[[ Records shown, beginning ]]

//! Per-job cancellation signals.

use std::collections::HashMap;
use std::sync::{Arc, Mutex, MutexGuard, PoisonError};

use tokio::sync::watch;
use ttm_models::JobId;

/// Registry of cancellation channels, one per live job.
///
/// A channel is registered when a job is accepted and removed when the job
/// finishes or is deleted. Flipping it to `true` asks the run to stop.
#[derive(Debug, Clone, Default)]
pub struct CancelRegistry {
    senders: Arc<Mutex<HashMap<JobId, watch::Sender<bool>>>>,
}

impl CancelRegistry {
    pub fn new() -> Self {
        Self::default()
    }

    fn lock(&self) -> MutexGuard<'_, HashMap<JobId, watch::Sender<bool>>> {
        self.senders.lock().unwrap_or_else(PoisonError::into_inner)
    }

    /// Register a job and return its receiver.
    pub fn register(&self, job_id: &JobId) -> watch::Receiver<bool> {
        let (tx, rx) = watch::channel(false);
        self.lock().insert(job_id.clone(), tx);
        rx
    }

    /// Receiver for a registered job.
    pub fn receiver(&self, job_id: &JobId) -> Option<watch::Receiver<bool>> {
        self.lock().get(job_id).map(|tx| tx.subscribe())
    }

    /// Signal cancellation. Returns false when the job is not registered.
    pub fn cancel(&self, job_id: &JobId) -> bool {
        match self.lock().get(job_id) {
            Some(tx) => {
                tx.send_replace(true);
                true
            }
            None => false,
        }
    }

    pub fn remove(&self, job_id: &JobId) {
        self.lock().remove(job_id);
    }

    pub fn len(&self) -> usize {
        self.lock().len()
    }

    pub fn is_empty(&self) -> bool {
        self.lock().is_empty()
    }
}

/// Receiver that never fires, for runs without a registered channel.
pub fn never_cancelled() -> watch::Receiver<bool> {
    let (_tx, rx) = watch::channel(false);
    rx
}

/// Resolve once `rx` reads `true`; pends forever if the sender goes away.
pub async fn cancelled(rx: &mut watch::Receiver<bool>) {
    loop {
        if *rx.borrow_and_update() {
            return;
        }
        if rx.changed().await.is_err() {
            std::future::pending::<()>().await;
        }
    }
}
//! The generation pipeline seam.

use async_trait::async_trait;
use image::RgbImage;

use crate::error::PipelineResult;
use crate::types::InferenceRequest;

/// External motion-guided video generation model.
///
/// Implementations must be safe to share across worker tasks; callers
/// serialize `infer` when the backend can only run one generation at a time.
#[async_trait]
pub trait InferencePipeline: Send + Sync {
    /// Both output sides must be multiples of this value
    /// (VAE spatial scale factor times transformer patch size).
    fn spatial_modulus(&self) -> u32;

    /// Whether the pipeline can accept work right now.
    async fn is_ready(&self) -> bool;

    /// Generate frames for `request`.
    async fn infer(&self, request: InferenceRequest) -> PipelineResult<Vec<RgbImage>>;
}
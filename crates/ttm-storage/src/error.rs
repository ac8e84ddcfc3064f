//! Storage error types.

use thiserror::Error;

/// Result type for storage operations.
pub type StorageResult<T> = Result<T, StorageError>;

/// Errors that can occur during storage operations.
#[derive(Debug, Error)]
pub enum StorageError {
    #[error("Failed to configure storage client: {0}")]
    ConfigError(String),

    #[error("Upload failed: {0}")]
    UploadFailed(String),

    #[error("Delete failed: {0}")]
    DeleteFailed(String),

    #[error("Invalid key: {0}")]
    InvalidKey(String),
}

impl StorageError {
    pub fn config_error(msg: impl Into<String>) -> Self {
        Self::ConfigError(msg.into())
    }

    pub fn upload_failed(msg: impl Into<String>) -> Self {
        Self::UploadFailed(msg.into())
    }

    pub fn delete_failed(msg: impl Into<String>) -> Self {
        Self::DeleteFailed(msg.into())
    }

    pub fn invalid_key(msg: impl Into<String>) -> Self {
        Self::InvalidKey(msg.into())
    }
}
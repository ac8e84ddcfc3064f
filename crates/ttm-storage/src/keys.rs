//! Object key layout.

use ttm_models::JobId;

use crate::error::{StorageError, StorageResult};

/// Folder holding a project's generated clips.
pub fn project_folder(project_id: &str) -> StorageResult<String> {
    validate_segment(project_id)?;
    Ok(format!("projects/{}/ttm", project_id))
}

/// `projects/{project_id}/ttm/{job_id}.mp4`
pub fn video_key(project_id: &str, job_id: &JobId) -> StorageResult<String> {
    Ok(format!("{}/{}.mp4", project_folder(project_id)?, job_id))
}

/// `projects/{project_id}/ttm/{job_id}_thumb.jpg`
pub fn thumbnail_key(project_id: &str, job_id: &JobId) -> StorageResult<String> {
    Ok(format!("{}/{}_thumb.jpg", project_folder(project_id)?, job_id))
}

/// Reject segments that would escape the project folder.
fn validate_segment(segment: &str) -> StorageResult<()> {
    if segment.is_empty()
        || segment == "."
        || segment == ".."
        || segment.contains('/')
        || segment.contains('\\')
    {
        return Err(StorageError::invalid_key(format!(
            "invalid project id: {:?}",
            segment
        )));
    }
    Ok(())
}

#[cfg(test)]
mod tests {
    use super::*;

    #[test]
    fn test_artifact_keys() {
        let job_id = JobId::from_string("abc");
        assert_eq!(video_key("p1", &job_id).unwrap(), "projects/p1/ttm/abc.mp4");
        assert_eq!(
            thumbnail_key("p1", &job_id).unwrap(),
            "projects/p1/ttm/abc_thumb.jpg"
        );
    }

    #[test]
    fn test_rejects_traversal() {
        let job_id = JobId::from_string("abc");
        assert!(video_key("..", &job_id).is_err());
        assert!(video_key("a/b", &job_id).is_err());
        assert!(video_key("", &job_id).is_err());
    }
}
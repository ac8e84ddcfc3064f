//! Job records tracked by the job store.

use chrono::{DateTime, Utc};
use schemars::JsonSchema;
use serde::{Deserialize, Serialize};
use std::fmt;
use uuid::Uuid;

use crate::result::GenerationResult;

/// Unique identifier for a generation job.
#[derive(Debug, Clone, PartialEq, Eq, Hash, PartialOrd, Ord, Serialize, Deserialize, JsonSchema)]
#[serde(transparent)]
pub struct JobId(pub String);

impl JobId {
    /// Generate a new random job ID.
    pub fn new() -> Self {
        Self(Uuid::new_v4().to_string())
    }

    /// Create from an existing string.
    pub fn from_string(s: impl Into<String>) -> Self {
        Self(s.into())
    }

    /// Get the inner string.
    pub fn as_str(&self) -> &str {
        &self.0
    }
}

impl Default for JobId {
    fn default() -> Self {
        Self::new()
    }
}

impl fmt::Display for JobId {
    fn fmt(&self, f: &mut fmt::Formatter<'_>) -> fmt::Result {
        write!(f, "{}", self.0)
    }
}

/// Job processing status.
#[derive(Debug, Clone, Copy, PartialEq, Eq, Hash, Serialize, Deserialize, JsonSchema, Default)]
#[serde(rename_all = "snake_case")]
pub enum JobStatus {
    /// Accepted and waiting for a worker
    #[default]
    Pending,
    /// Picked up by a worker
    Processing,
    /// Finished with a video
    Completed,
    /// Finished with an error
    Failed,
}

impl JobStatus {
    pub fn as_str(&self) -> &'static str {
        match self {
            JobStatus::Pending => "pending",
            JobStatus::Processing => "processing",
            JobStatus::Completed => "completed",
            JobStatus::Failed => "failed",
        }
    }

    /// Check if this is a terminal state (no more updates expected).
    pub fn is_terminal(&self) -> bool {
        matches!(self, JobStatus::Completed | JobStatus::Failed)
    }

    /// Whether moving from `self` to `next` is a legal transition.
    ///
    /// A pending job may fail without ever being processed (cancelled or
    /// timed out in the queue), but it cannot complete.
    pub fn can_transition_to(&self, next: JobStatus) -> bool {
        matches!(
            (self, next),
            (JobStatus::Pending, JobStatus::Processing)
                | (JobStatus::Pending, JobStatus::Failed)
                | (JobStatus::Processing, JobStatus::Completed)
                | (JobStatus::Processing, JobStatus::Failed)
        )
    }
}

impl fmt::Display for JobStatus {
    fn fmt(&self, f: &mut fmt::Formatter<'_>) -> fmt::Result {
        write!(f, "{}", self.as_str())
    }
}

/// A generation job as seen by pollers.
#[derive(Debug, Clone, Serialize, Deserialize, JsonSchema)]
pub struct Job {
    /// Unique job ID
    pub job_id: JobId,

    /// Current status
    pub status: JobStatus,

    /// Progress fraction (0.0-1.0)
    pub progress: f64,

    /// Terminal result, present once the job completed or failed
    #[serde(skip_serializing_if = "Option::is_none")]
    pub result: Option<GenerationResult>,

    /// Creation timestamp
    pub created_at: DateTime<Utc>,

    /// Last update timestamp
    pub updated_at: DateTime<Utc>,
}

impl Job {
    /// Create a pending job with zero progress.
    pub fn new(job_id: JobId) -> Self {
        let now = Utc::now();
        Self {
            job_id,
            status: JobStatus::Pending,
            progress: 0.0,
            result: None,
            created_at: now,
            updated_at: now,
        }
    }

    pub fn is_terminal(&self) -> bool {
        self.status.is_terminal()
    }

    /// Bump the update timestamp.
    pub fn touch(&mut self) {
        self.updated_at = Utc::now();
    }
}
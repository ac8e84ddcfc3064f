//! Retry with exponential backoff.

use std::future::Future;
use std::time::Duration;

use tracing::warn;

use crate::config::RetryConfig;
use crate::error::PipelineResult;

/// Run `op` until it succeeds, fails with a non-retryable error, or the
/// retry budget is spent.
pub async fn with_retry<T, F, Fut>(config: &RetryConfig, operation: &str, op: F) -> PipelineResult<T>
where
    F: Fn() -> Fut,
    Fut: Future<Output = PipelineResult<T>>,
{
    let mut attempt = 0;
    loop {
        match op().await {
            Ok(value) => return Ok(value),
            Err(e) if e.is_retryable() && attempt < config.max_retries => {
                let delay = backoff_delay(config, attempt);
                warn!(
                    operation = %operation,
                    attempt = attempt + 1,
                    delay_ms = delay.as_millis() as u64,
                    "Pipeline call failed, retrying: {}",
                    e
                );
                tokio::time::sleep(delay).await;
                attempt += 1;
            }
            Err(e) => return Err(e),
        }
    }
}

/// `base * 2^attempt`, capped at `max_delay_ms`.
fn backoff_delay(config: &RetryConfig, attempt: u32) -> Duration {
    let exp = config
        .base_delay_ms
        .saturating_mul(2u64.saturating_pow(attempt));
    Duration::from_millis(exp.min(config.max_delay_ms))
}
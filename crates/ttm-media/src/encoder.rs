//! Frame-sequence encoding.

use std::path::Path;
use std::time::Duration;

use async_trait::async_trait;
use image::DynamicImage;
use tracing::debug;

use crate::command::{FfmpegCommand, FfmpegRunner};
use crate::error::{MediaError, MediaResult};

/// Pad odd dimensions to even ones; libx264 with yuv420p rejects odd sizes.
const EVEN_PAD_FILTER: &str = "pad=ceil(iw/2)*2:ceil(ih/2)*2";

/// Image-sequence pattern written into the staging directory.
const FRAME_PATTERN: &str = "frame_%05d.png";

/// Encodes in-memory frames into a video file.
#[async_trait]
pub trait FrameEncoder: Send + Sync {
    /// Encode `frames` at `fps` into `output`, replacing any existing file.
    async fn encode(&self, frames: Vec<DynamicImage>, fps: u32, output: &Path) -> MediaResult<()>;
}

/// H.264 encoder settings.
#[derive(Debug, Clone)]
pub struct EncoderSettings {
    pub codec: String,
    pub preset: String,
    pub crf: u8,
    pub pixel_format: String,
    /// Per-encode FFmpeg deadline
    pub timeout: Option<Duration>,
}

impl Default for EncoderSettings {
    fn default() -> Self {
        Self {
            codec: "libx264".to_string(),
            preset: "medium".to_string(),
            crf: 18,
            pixel_format: "yuv420p".to_string(),
            timeout: Some(Duration::from_secs(300)),
        }
    }
}

/// Encoder that stages PNG frames on disk and runs FFmpeg over them.
#[derive(Debug, Clone, Default)]
pub struct FfmpegEncoder {
    settings: EncoderSettings,
}

impl FfmpegEncoder {
    pub fn new(settings: EncoderSettings) -> Self {
        Self { settings }
    }

    fn command(&self, pattern: &Path, fps: u32, output: &Path) -> FfmpegCommand {
        FfmpegCommand::image_sequence(pattern, fps, output)
            .video_filter(EVEN_PAD_FILTER)
            .video_codec(&self.settings.codec)
            .preset(&self.settings.preset)
            .crf(self.settings.crf)
            .pixel_format(&self.settings.pixel_format)
    }
}

#[async_trait]
impl FrameEncoder for FfmpegEncoder {
    async fn encode(&self, frames: Vec<DynamicImage>, fps: u32, output: &Path) -> MediaResult<()> {
        check_frames(&frames)?;

        let parent = output
            .parent()
            .filter(|p| !p.as_os_str().is_empty())
            .unwrap_or_else(|| Path::new("."));
        tokio::fs::create_dir_all(parent).await?;

        let staging = tempfile::Builder::new()
            .prefix(".frames-")
            .tempdir_in(parent)?;
        let staging_path = staging.path().to_path_buf();
        let frame_count = frames.len();

        tokio::task::spawn_blocking(move || write_frames(&frames, &staging_path))
            .await
            .map_err(|e| MediaError::internal(format!("frame writer panicked: {}", e)))??;

        let cmd = self.command(&staging.path().join(FRAME_PATTERN), fps, output);
        let mut runner = FfmpegRunner::new();
        if let Some(limit) = self.settings.timeout {
            runner = runner.with_timeout(limit);
        }
        runner.run(&cmd).await?;

        debug!(
            output = %output.display(),
            frames = frame_count,
            fps = fps,
            "Encoded frame sequence"
        );

        Ok(())
    }
}

/// All frames must exist and share one size.
pub fn check_frames(frames: &[DynamicImage]) -> MediaResult<()> {
    let first = frames.first().ok_or(MediaError::NoFrames)?;
    let expected = (first.width(), first.height());

    for (index, frame) in frames.iter().enumerate() {
        let actual = (frame.width(), frame.height());
        if actual != expected {
            return Err(MediaError::FrameSizeMismatch {
                index,
                expected,
                actual,
            });
        }
    }
    Ok(())
}

fn write_frames(frames: &[DynamicImage], dir: &Path) -> MediaResult<()> {
    for (i, frame) in frames.iter().enumerate() {
        let path = dir.join(format!("frame_{:05}.png", i));
        frame.save_with_format(&path, image::ImageFormat::Png)?;
    }
    Ok(())
}

#[cfg(test)]
mod tests {
    use super::*;
    use image::{GrayImage, RgbImage};

    #[test]
    fn test_check_frames() {
        assert!(matches!(check_frames(&[]), Err(MediaError::NoFrames)));

        let frames = vec![
            DynamicImage::ImageRgb8(RgbImage::new(4, 4)),
            DynamicImage::ImageLuma8(GrayImage::new(4, 4)),
        ];
        assert!(check_frames(&frames).is_ok());

        let mismatched = vec![
            DynamicImage::ImageRgb8(RgbImage::new(4, 4)),
            DynamicImage::ImageRgb8(RgbImage::new(4, 6)),
        ];
        assert!(matches!(
            check_frames(&mismatched),
            Err(MediaError::FrameSizeMismatch { index: 1, .. })
        ));
    }

    #[test]
    fn test_write_frames_numbering() {
        let dir = tempfile::tempdir().unwrap();
        let frames = vec![DynamicImage::ImageRgb8(RgbImage::new(2, 2)); 3];
        write_frames(&frames, dir.path()).unwrap();

        assert!(dir.path().join("frame_00000.png").exists());
        assert!(dir.path().join("frame_00002.png").exists());
        assert!(!dir.path().join("frame_00003.png").exists());
    }

    #[test]
    fn test_command_uses_settings() {
        let encoder = FfmpegEncoder::default();
        let args = encoder
            .command(Path::new("/tmp/x/frame_%05d.png"), 16, Path::new("/tmp/out.mp4"))
            .build_args();
        assert!(args.contains(&EVEN_PAD_FILTER.to_string()));
        assert!(args.contains(&"libx264".to_string()));
        assert!(args.contains(&"16".to_string()));
    }

    #[tokio::test]
    #[ignore = "requires ffmpeg in PATH"]
    async fn test_encode_with_ffmpeg() {
        let dir = tempfile::tempdir().unwrap();
        let output = dir.path().join("clip.mp4");
        let frames = vec![DynamicImage::ImageRgb8(RgbImage::new(33, 21)); 8];

        FfmpegEncoder::default().encode(frames, 16, &output).await.unwrap();
        assert!(output.metadata().unwrap().len() > 0);
    }
}
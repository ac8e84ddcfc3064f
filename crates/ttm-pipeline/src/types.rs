//! Pipeline request types.

use std::path::PathBuf;

use image::RgbImage;
use serde::{Deserialize, Serialize};

/// One generation call.
#[derive(Debug, Clone)]
pub struct InferenceRequest {
    /// Source image, already resized to `width x height`
    pub image: RgbImage,
    pub prompt: String,
    pub negative_prompt: String,
    pub height: u32,
    pub width: u32,
    pub num_frames: u32,
    pub guidance_scale: f64,
    pub num_inference_steps: u32,
    pub seed: Option<u64>,
    /// Cue video produced by the synthesizer
    pub motion_signal_path: PathBuf,
    /// Mask video produced by the synthesizer
    pub mask_path: PathBuf,
    pub tweak_index: u32,
    pub tstrong_index: u32,
}

impl InferenceRequest {
    /// Scalar parameters sent alongside the media parts.
    pub fn params(&self) -> InferenceParams {
        InferenceParams {
            prompt: self.prompt.clone(),
            negative_prompt: self.negative_prompt.clone(),
            height: self.height,
            width: self.width,
            num_frames: self.num_frames,
            guidance_scale: self.guidance_scale,
            num_inference_steps: self.num_inference_steps,
            seed: self.seed,
            tweak_index: self.tweak_index,
            tstrong_index: self.tstrong_index,
        }
    }
}

/// JSON `params` part of an inference call.
#[derive(Debug, Clone, PartialEq, Serialize, Deserialize)]
pub struct InferenceParams {
    pub prompt: String,
    pub negative_prompt: String,
    pub height: u32,
    pub width: u32,
    pub num_frames: u32,
    pub guidance_scale: f64,
    pub num_inference_steps: u32,
    #[serde(skip_serializing_if = "Option::is_none")]
    pub seed: Option<u64>,
    pub tweak_index: u32,
    pub tstrong_index: u32,
}

/// Inference response body: generated frames as base64 PNG.
#[derive(Debug, Clone, Serialize, Deserialize)]
pub struct InferenceResponse {
    pub frames: Vec<String>,
}

/// Error body returned by the pipeline service.
#[derive(Debug, Clone, Deserialize)]
pub(crate) struct ErrorBody {
    #[serde(default)]
    pub detail: Option<String>,
    #[serde(default)]
    pub error: Option<String>,
}
//! Worker configuration.

use std::path::PathBuf;
use std::time::Duration;

use ttm_models::defaults::{DEFAULT_FPS, DEFAULT_MAX_AREA, DEFAULT_NUM_INFERENCE_STEPS};
use ttm_motion::{SynthesizerOptions, TrajectoryPolicy, DEFAULT_CIRCLE_RADIUS};
use ttm_queue::QueueConfig;

/// Worker configuration.
#[derive(Debug, Clone)]
pub struct WorkerConfig {
    /// Maximum concurrent jobs
    pub max_concurrent_jobs: usize,
    /// Number of pipeline instances; inference calls beyond this wait
    pub pipeline_instances: usize,
    /// Job timeout, also applied to time spent waiting in the queue
    pub job_timeout: Duration,
    /// Graceful shutdown timeout
    pub shutdown_timeout: Duration,
    /// Per-job temporary files live under `{work_dir}/{job_id}`
    pub work_dir: PathBuf,
    /// Finished videos and thumbnails
    pub output_dir: PathBuf,
    /// Frame rate of signals and outputs
    pub fps: u32,
    /// Pixel-area budget for the pipeline input
    pub max_area: u32,
    /// Denoising steps passed to the pipeline
    pub num_inference_steps: u32,
    /// Negative prompt sent with every request
    pub negative_prompt: String,
    /// Motion synthesizer tuning
    pub synthesizer: SynthesizerOptions,
    /// Task queue sizing
    pub queue: QueueConfig,
}

impl Default for WorkerConfig {
    fn default() -> Self {
        Self {
            max_concurrent_jobs: 1,
            pipeline_instances: 1,
            job_timeout: Duration::from_secs(600),
            shutdown_timeout: Duration::from_secs(30),
            work_dir: PathBuf::from("/tmp/ttm_workspace"),
            output_dir: PathBuf::from("/tmp/ttm_outputs"),
            fps: DEFAULT_FPS,
            max_area: DEFAULT_MAX_AREA,
            num_inference_steps: DEFAULT_NUM_INFERENCE_STEPS,
            negative_prompt: String::new(),
            synthesizer: SynthesizerOptions::default(),
            queue: QueueConfig::default(),
        }
    }
}

impl WorkerConfig {
    /// Create config from environment variables.
    pub fn from_env() -> Self {
        Self {
            max_concurrent_jobs: std::env::var("TTM_MAX_CONCURRENT_JOBS")
                .ok()
                .and_then(|s| s.parse().ok())
                .filter(|n: &usize| *n > 0)
                .unwrap_or(1),
            pipeline_instances: std::env::var("TTM_PIPELINE_INSTANCES")
                .ok()
                .and_then(|s| s.parse().ok())
                .filter(|n: &usize| *n > 0)
                .unwrap_or(1),
            job_timeout: Duration::from_secs(
                std::env::var("TTM_JOB_TIMEOUT_SECS")
                    .ok()
                    .and_then(|s| s.parse().ok())
                    .unwrap_or(600),
            ),
            shutdown_timeout: Duration::from_secs(
                std::env::var("TTM_SHUTDOWN_TIMEOUT_SECS")
                    .ok()
                    .and_then(|s| s.parse().ok())
                    .unwrap_or(30),
            ),
            work_dir: std::env::var("TTM_WORK_DIR")
                .map(PathBuf::from)
                .unwrap_or_else(|_| PathBuf::from("/tmp/ttm_workspace")),
            output_dir: std::env::var("TTM_OUTPUT_DIR")
                .map(PathBuf::from)
                .unwrap_or_else(|_| PathBuf::from("/tmp/ttm_outputs")),
            fps: std::env::var("TTM_FPS")
                .ok()
                .and_then(|s| s.parse().ok())
                .filter(|n: &u32| *n > 0)
                .unwrap_or(DEFAULT_FPS),
            max_area: std::env::var("TTM_MAX_AREA")
                .ok()
                .and_then(|s| s.parse().ok())
                .unwrap_or(DEFAULT_MAX_AREA),
            num_inference_steps: std::env::var("TTM_NUM_INFERENCE_STEPS")
                .ok()
                .and_then(|s| s.parse().ok())
                .unwrap_or(DEFAULT_NUM_INFERENCE_STEPS),
            negative_prompt: std::env::var("TTM_NEGATIVE_PROMPT").unwrap_or_default(),
            synthesizer: SynthesizerOptions {
                circle_radius: std::env::var("TTM_CIRCLE_RADIUS")
                    .ok()
                    .and_then(|s| s.parse().ok())
                    .unwrap_or(DEFAULT_CIRCLE_RADIUS),
                trajectory_policy: std::env::var("TTM_TRAJECTORY_POLICY")
                    .ok()
                    .and_then(|s| TrajectoryPolicy::parse(&s))
                    .unwrap_or_default(),
            },
            queue: QueueConfig::from_env(),
        }
    }
}
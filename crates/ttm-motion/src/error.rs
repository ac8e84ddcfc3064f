//! Error types for motion synthesis.

use thiserror::Error;
use ttm_models::CameraKindParseError;

/// Result type for motion synthesis.
pub type MotionResult<T> = Result<T, MotionError>;

/// Errors that can occur while building a motion signal.
#[derive(Debug, Error)]
pub enum MotionError {
    #[error("Invalid motion spec: {0}")]
    InvalidSpec(String),

    #[error("Unsupported camera movement: {0}")]
    UnsupportedMovement(String),
}

impl MotionError {
    /// Create an invalid spec error.
    pub fn invalid_spec(message: impl Into<String>) -> Self {
        Self::InvalidSpec(message.into())
    }
}

impl From<CameraKindParseError> for MotionError {
    fn from(err: CameraKindParseError) -> Self {
        Self::UnsupportedMovement(err.0)
    }
}
//! Request handlers.

pub mod health;
pub mod jobs;

pub use health::*;
pub use jobs::*;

[[ Records shown, end ]]

Task objective: Every line of the material above that has the string "without" needs pulling out.

Worked solution:
/// Receiver that never fires, for runs without a registered channel.
    /// A pending job may fail without ever being processed (cancelled or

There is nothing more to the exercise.